Source data Block Start
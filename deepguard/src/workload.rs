//! Guarded recursive workloads

use deepguard_recursion::CheckpointStore;
use deepguard_recursion::EmergencyExit;
use deepguard_recursion::FrameEntry;
use deepguard_recursion::LoopDetection;
use deepguard_recursion::RecursionCheckpointManager;
use deepguard_recursion::RecursionContext;
use deepguard_recursion::RecursionFrame;
use deepguard_recursion::RecursionGuard;
use deepguard_recursion::Result;
use serde::Deserialize;
use serde::Serialize;
use std::collections::BTreeMap;
use tracing::warn;

/// Why a guarded computation stopped early
#[derive(Debug)]
pub enum Interrupt {
    /// Loop detected; the context was rolled back and every native frame
    /// above the restored depth returns without further work
    Aborted(EmergencyExit),
    /// The configured depth limit was reached
    TooDeep(usize),
}

/// How a guarded call finished
#[derive(Debug)]
pub enum Flow<T> {
    Done(T),
    Interrupted(Interrupt),
}

/// Unwrap a finished call or hand an interruption to our own caller
macro_rules! step {
    ($call:expr) => {
        match $call? {
            Flow::Done(value) => value,
            Flow::Interrupted(interrupt) => return Ok(Flow::Interrupted(interrupt)),
        }
    };
}

/// Memo table and call count of an Ackermann run
#[derive(Debug, Default, Clone, PartialEq, Eq, Serialize, Deserialize)]
pub struct AckermannMemo {
    pub memo: BTreeMap<(u64, u64), u64>,
    pub calls: u64,
}

/// Path walked through a successor graph
#[derive(Debug, Default, Clone, PartialEq, Eq, Serialize, Deserialize)]
pub struct WalkLog {
    pub visited: Vec<usize>,
}

/// Shared plumbing for one guarded computation
pub struct Guarded<'a, St> {
    pub manager: &'a RecursionCheckpointManager<St>,
    pub max_depth: usize,
}

impl<St: CheckpointStore> Guarded<'_, St> {
    /// Enter a frame, returning the guard to carry on with or the interruption
    /// to propagate
    async fn enter<S>(
        &self,
        frame: &RecursionFrame,
        ctx: &mut RecursionContext<S>,
        anchor: Option<&RecursionGuard>,
    ) -> Result<std::result::Result<RecursionGuard, Interrupt>>
    where
        S: Serialize + serde::de::DeserializeOwned,
    {
        if frame.depth > self.max_depth {
            return Ok(Err(Interrupt::TooDeep(frame.depth)));
        }

        match self.manager.enter_recursion_frame(frame, ctx).await? {
            FrameEntry::Continue(guard) => Ok(Ok(guard)),
            FrameEntry::LoopDetected { guard, detection } => {
                let exit = self.bail_out(ctx, anchor.unwrap_or(&guard), &detection).await?;
                Ok(Err(Interrupt::Aborted(exit)))
            }
        }
    }

    async fn bail_out<S>(
        &self,
        ctx: &mut RecursionContext<S>,
        guard: &RecursionGuard,
        detection: &LoopDetection,
    ) -> Result<EmergencyExit>
    where
        S: serde::de::DeserializeOwned,
    {
        warn!(
            "Loop signature {} seen {} times in the last {} frames, rolling back",
            detection.signature, detection.occurrences, detection.window_len
        );
        self.manager.emergency_exit(guard, ctx).await
    }

    /// Ackermann function with memoization; every non-memoized call is a frame
    pub async fn ackermann(
        &self,
        ctx: &mut RecursionContext<AckermannMemo>,
        anchor: Option<RecursionGuard>,
        m: u64,
        n: u64,
    ) -> Result<Flow<u64>> {
        if let Some(value) = ctx.state().memo.get(&(m, n)) {
            return Ok(Flow::Done(*value));
        }

        let frame = ctx.descend("ackermann", format!("[{m}, {n}]"));
        let guard = match self.enter(&frame, ctx, anchor.as_ref()).await? {
            Ok(guard) => guard,
            Err(interrupt) => return Ok(Flow::Interrupted(interrupt)),
        };
        ctx.state_mut().calls += 1;
        let anchor = anchor.or_else(|| guard.checkpoint().map(|_| guard.clone()));

        let value = if m == 0 {
            n + 1
        } else if n == 0 {
            step!(Box::pin(self.ackermann(ctx, anchor, m - 1, 1)).await)
        } else {
            let inner = step!(Box::pin(self.ackermann(ctx, anchor.clone(), m, n - 1)).await);
            step!(Box::pin(self.ackermann(ctx, anchor, m - 1, inner)).await)
        };

        ctx.state_mut().memo.insert((m, n), value);
        ctx.ascend();
        Ok(Flow::Done(value))
    }

    /// Follow `next` from `node` until it returns `None`; a cyclic successor
    /// function recurses until the guard stops it
    pub async fn walk(
        &self,
        ctx: &mut RecursionContext<WalkLog>,
        anchor: Option<RecursionGuard>,
        next: &(dyn Fn(usize) -> Option<usize> + Sync),
        node: usize,
    ) -> Result<Flow<usize>> {
        let frame = ctx.descend("walk", format!("[{node}]"));
        let guard = match self.enter(&frame, ctx, anchor.as_ref()).await? {
            Ok(guard) => guard,
            Err(interrupt) => return Ok(Flow::Interrupted(interrupt)),
        };
        ctx.state_mut().visited.push(node);
        let anchor = anchor.or_else(|| guard.checkpoint().map(|_| guard.clone()));

        let end = match next(node) {
            Some(successor) => step!(Box::pin(self.walk(ctx, anchor, next, successor)).await),
            None => node,
        };

        ctx.ascend();
        Ok(Flow::Done(end))
    }
}

#[cfg(test)]
mod tests {
    use super::*;
    use deepguard_recursion::GuardConfig;
    use deepguard_recursion::MemoryCheckpointStore;
    use pretty_assertions::assert_eq;
    use std::sync::Arc;

    fn manager() -> RecursionCheckpointManager<MemoryCheckpointStore> {
        RecursionCheckpointManager::new(
            GuardConfig::default(),
            Arc::new(MemoryCheckpointStore::new()),
        )
    }

    #[tokio::test]
    async fn test_ackermann_values() {
        let manager = manager();
        let guarded = Guarded {
            manager: &manager,
            max_depth: 10_000,
        };

        for (m, n, expected) in [(0, 0, 1), (1, 2, 4), (2, 3, 9), (3, 3, 61)] {
            let mut ctx = manager.new_context(AckermannMemo::default());
            let Flow::Done(value) = guarded.ackermann(&mut ctx, None, m, n).await.unwrap() else {
                panic!("ackermann({m}, {n}) was interrupted");
            };
            assert_eq!(value, expected);
            assert_eq!(ctx.depth(), 0);
        }
        assert_eq!(manager.stats().loops_detected, 0);
    }

    #[tokio::test]
    async fn test_cycle_is_rolled_back_to_anchor() {
        let manager = manager();
        let guarded = Guarded {
            manager: &manager,
            max_depth: 10_000,
        };
        let mut ctx = manager.new_context(WalkLog::default());
        let next = |node: usize| Some((node + 1) % 3);

        let Flow::Interrupted(Interrupt::Aborted(exit)) = guarded.walk(&mut ctx, None, &next, 0).await.unwrap() else {
            panic!("cycle was not interrupted");
        };

        // First checkpoint is the cadence one at depth 10; node 0 repeats an
        // eleventh time at depth 31
        assert_eq!(exit.restoration.restored_depth, 10);
        assert_eq!(exit.unwind_frames, 21);
        assert_eq!(ctx.depth(), 10);
        assert_eq!(ctx.state().visited.len(), 9);
        assert_eq!(manager.stats().loops_detected, 1);
    }

    #[tokio::test]
    async fn test_walk_stops_at_depth_limit() {
        let manager = manager();
        let guarded = Guarded {
            manager: &manager,
            max_depth: 50,
        };
        let mut ctx = manager.new_context(WalkLog::default());
        let next = |node: usize| Some(node + 1);

        let flow = guarded.walk(&mut ctx, None, &next, 0).await.unwrap();
        assert!(matches!(flow, Flow::Interrupted(Interrupt::TooDeep(51))));
    }

    #[tokio::test]
    async fn test_acyclic_walk_finishes() {
        let manager = manager();
        let guarded = Guarded {
            manager: &manager,
            max_depth: 100,
        };
        let mut ctx = manager.new_context(WalkLog::default());
        let next = |node: usize| (node < 30).then_some(node + 1);

        let Flow::Done(end) = guarded.walk(&mut ctx, None, &next, 0).await.unwrap() else {
            panic!("walk was interrupted");
        };
        assert_eq!(end, 30);
        assert_eq!(ctx.state().visited, (0..=30).collect::<Vec<_>>());
        assert_eq!(ctx.depth(), 0);
    }
}
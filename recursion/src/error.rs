//! Error types for checkpoint guard operations

use crate::types::CheckpointId;
use crate::types::ContextId;
use std::io;
use thiserror::Error;

pub type Result<T> = std::result::Result<T, GuardError>;

#[derive(Error, Debug)]
pub enum GuardError {
    /// Restoration requested for an id the store does not hold
    #[error("Checkpoint not found: {0}")]
    CheckpointNotFound(CheckpointId),

    /// Digest mismatch, or a verified payload that failed to decode
    #[error("Checkpoint {id} is corrupted: {reason}")]
    CheckpointCorrupted { id: CheckpointId, reason: String },

    /// Compression, digesting or persistence failed while creating a checkpoint
    #[error("Checkpoint creation failed: {0}")]
    CheckpointCreationFailed(String),

    /// Stored checkpoints are immutable
    #[error("Checkpoint already exists: {0}")]
    CheckpointExists(CheckpointId),

    /// The context has no checkpoint to fall back to
    #[error("No checkpoint available for context {0}")]
    NoCheckpointAvailable(ContextId),

    /// A guard was used against a context it was not issued for
    #[error("Guard issued for context {expected} used with context {actual}")]
    ContextMismatch {
        expected: ContextId,
        actual: ContextId,
    },

    /// Frame depth does not describe the context's active depth
    #[error("Frame depth {frame_depth} does not match context depth {context_depth}")]
    DepthMismatch {
        frame_depth: usize,
        context_depth: usize,
    },

    /// Filesystem failure in the checkpoint store or config loader
    #[error("I/O failure: {0}")]
    Io(#[from] io::Error),

    #[error("Failed to encode with bincode: {0}")]
    BincodeEncode(#[from] bincode::error::EncodeError),

    #[error("Failed to decode with bincode: {0}")]
    BincodeDecode(#[from] bincode::error::DecodeError),

    /// Zstd failure or a payload that decodes to the wrong shape
    #[error("Payload codec failure: {0}")]
    Compression(String),

    /// File does not start with `DGCK`
    #[error("Not a checkpoint file: missing DGCK magic")]
    InvalidMagic,

    #[error("Checkpoint file version {found} is not supported (this build reads {supported})")]
    UnsupportedVersion { found: u16, supported: u16 },

    /// Truncated or inconsistent checkpoint file
    #[error("Corrupt checkpoint data: {0}")]
    CorruptData(String),

    /// Configuration failed validation
    #[error("Invalid configuration: {0}")]
    InvalidConfig(String),

    /// TOML configuration parse errors
    #[error("TOML error: {0}")]
    Toml(#[from] toml::de::Error),
}

impl GuardError {
    /// Whether a restoration may fall back to an older checkpoint after this error
    pub const fn is_recoverable_restore_failure(&self) -> bool {
        matches!(
            self,
            Self::CheckpointNotFound(_) | Self::CheckpointCorrupted { .. }
        )
    }
}
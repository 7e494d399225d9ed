//! Guard configuration loaded from TOML

use crate::compression::CompressionLevel;
use crate::error::GuardError;
use crate::error::Result;
use crate::retention::RetentionPolicy;
use serde::Deserialize;
use serde::Serialize;
use std::path::Path;
use std::path::PathBuf;

/// Top-level configuration, `~/.deepguard/config.toml`
#[derive(Debug, Clone, PartialEq, Default, Serialize, Deserialize)]
pub struct GuardConfig {
    #[serde(default)]
    pub checkpoint: CheckpointConfig,

    #[serde(default)]
    pub monitor: MonitorConfig,

    #[serde(default)]
    pub retention: RetentionPolicy,

    #[serde(default)]
    pub store: StoreConfig,
}

/// Checkpoint cadence and payload settings
#[derive(Debug, Clone, PartialEq, Serialize, Deserialize)]
pub struct CheckpointConfig {
    /// Take a checkpoint every `interval` levels of depth
    #[serde(default = "default_interval")]
    pub interval: usize,

    /// Depths at which a checkpoint is always taken
    #[serde(default)]
    pub depth_thresholds: Vec<usize>,

    #[serde(default)]
    pub compression_level: CompressionLevel,
}

impl Default for CheckpointConfig {
    fn default() -> Self {
        Self {
            interval: default_interval(),
            depth_thresholds: Vec::new(),
            compression_level: CompressionLevel::Balanced,
        }
    }
}

const fn default_interval() -> usize {
    10
}

/// Loop detection thresholds
#[derive(Debug, Clone, PartialEq, Eq, Serialize, Deserialize)]
pub struct MonitorConfig {
    /// Number of recent frames kept per context
    #[serde(default = "default_window_size")]
    pub window_size: usize,

    /// A loop is detected when occurrences exceed this
    #[serde(default = "default_repetition_threshold")]
    pub repetition_threshold: usize,

    /// An emergency checkpoint is recommended when occurrences exceed this
    #[serde(default = "default_emergency_threshold")]
    pub emergency_threshold: usize,
}

impl Default for MonitorConfig {
    fn default() -> Self {
        Self {
            window_size: default_window_size(),
            repetition_threshold: default_repetition_threshold(),
            emergency_threshold: default_emergency_threshold(),
        }
    }
}

const fn default_window_size() -> usize {
    100
}

const fn default_repetition_threshold() -> usize {
    10
}

const fn default_emergency_threshold() -> usize {
    5
}

/// Checkpoint store backend selection
#[derive(Debug, Clone, PartialEq, Eq, Default, Serialize, Deserialize)]
#[serde(tag = "backend", rename_all = "lowercase")]
pub enum StoreConfig {
    #[default]
    Memory,
    File {
        path: PathBuf,
    },
}

impl GuardConfig {
    /// Default location of the configuration file
    pub fn default_path() -> PathBuf {
        dirs::home_dir()
            .map(|p| p.join(".deepguard/config.toml"))
            .unwrap_or_else(|| PathBuf::from(".deepguard/config.toml"))
    }

    /// Load configuration from the default location, falling back to defaults
    /// when no file exists
    pub fn load() -> Result<Self> {
        let path = Self::default_path();
        if !path.exists() {
            return Ok(Self::default());
        }
        Self::from_file(&path)
    }

    /// Load a configuration from a TOML file
    pub fn from_file(path: &Path) -> Result<Self> {
        let content = std::fs::read_to_string(path)?;
        Self::from_toml(&content)
    }

    pub fn from_toml(content: &str) -> Result<Self> {
        let config: Self = toml::from_str(content)?;
        config.validate()?;
        Ok(config)
    }

    /// Save this configuration to a TOML file
    pub fn to_file(&self, path: &Path) -> Result<()> {
        let content = toml::to_string_pretty(self)
            .map_err(|e| GuardError::InvalidConfig(e.to_string()))?;
        std::fs::write(path, content)?;
        Ok(())
    }

    /// Validate the configuration
    pub fn validate(&self) -> Result<()> {
        if self.checkpoint.interval == 0 {
            return Err(GuardError::InvalidConfig(
                "checkpoint interval must be at least 1".to_string(),
            ));
        }

        if self.monitor.window_size == 0 {
            return Err(GuardError::InvalidConfig(
                "monitor window size must be at least 1".to_string(),
            ));
        }

        if self.monitor.emergency_threshold >= self.monitor.repetition_threshold {
            return Err(GuardError::InvalidConfig(format!(
                "emergency threshold ({}) must be below repetition threshold ({})",
                self.monitor.emergency_threshold, self.monitor.repetition_threshold
            )));
        }

        if self.retention.max_checkpoints == Some(0) {
            return Err(GuardError::InvalidConfig(
                "retention must keep at least one checkpoint".to_string(),
            ));
        }

        Ok(())
    }
}

#[cfg(test)]
mod tests {
    use super::*;
    use pretty_assertions::assert_eq;
    use tempfile::TempDir;

    #[test]
    fn test_defaults_match_documented_thresholds() {
        let config = GuardConfig::default();
        assert_eq!(config.monitor.window_size, 100);
        assert_eq!(config.monitor.repetition_threshold, 10);
        assert_eq!(config.monitor.emergency_threshold, 5);
        assert_eq!(config.checkpoint.interval, 10);
        assert_eq!(config.store, StoreConfig::Memory);
        assert!(config.validate().is_ok());
    }

    #[test]
    fn test_partial_toml_fills_defaults() {
        let config = GuardConfig::from_toml(
            r#"
            [checkpoint]
            interval = 4
            depth_thresholds = [50, 500]
            compression_level = "maximum"

            [monitor]
            repetition_threshold = 20

            [store]
            backend = "file"
            path = "/tmp/deepguard"
            "#,
        )
        .unwrap();

        assert_eq!(config.checkpoint.interval, 4);
        assert_eq!(config.checkpoint.depth_thresholds, vec![50, 500]);
        assert_eq!(config.checkpoint.compression_level, CompressionLevel::Maximum);
        assert_eq!(config.monitor.repetition_threshold, 20);
        assert_eq!(config.monitor.emergency_threshold, 5);
        assert_eq!(
            config.store,
            StoreConfig::File {
                path: PathBuf::from("/tmp/deepguard")
            }
        );
    }

    #[test]
    fn test_rejects_inverted_thresholds() {
        let err = GuardConfig::from_toml(
            r#"
            [monitor]
            repetition_threshold = 5
            emergency_threshold = 5
            "#,
        )
        .unwrap_err();
        assert!(matches!(err, GuardError::InvalidConfig(_)));
    }

    #[test]
    fn test_rejects_zero_interval() {
        let mut config = GuardConfig::default();
        config.checkpoint.interval = 0;
        assert!(config.validate().is_err());
    }

    #[test]
    fn test_file_roundtrip() {
        let temp_dir = TempDir::new().unwrap();
        let path = temp_dir.path().join("config.toml");

        let mut config = GuardConfig::default();
        config.retention.max_checkpoints = Some(8);
        config.to_file(&path).unwrap();

        let loaded = GuardConfig::from_file(&path).unwrap();
        assert_eq!(loaded, config);
    }
}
Source data Block End
» What this task involves: Send back an exact copy of only the lines from the line with "assert!(config.validate().is_err());" up to and including the line with "assert_eq!(loaded, config);" in the data above.

» Solution:
        assert!(config.validate().is_err());
    }

    #[test]
    fn test_file_roundtrip() {
        let temp_dir = TempDir::new().unwrap();
        let path = temp_dir.path().join("config.toml");

        let mut config = GuardConfig::default();
        config.retention.max_checkpoints = Some(8);
        config.to_file(&path).unwrap();

        let loaded = GuardConfig::from_file(&path).unwrap();
        assert_eq!(loaded, config);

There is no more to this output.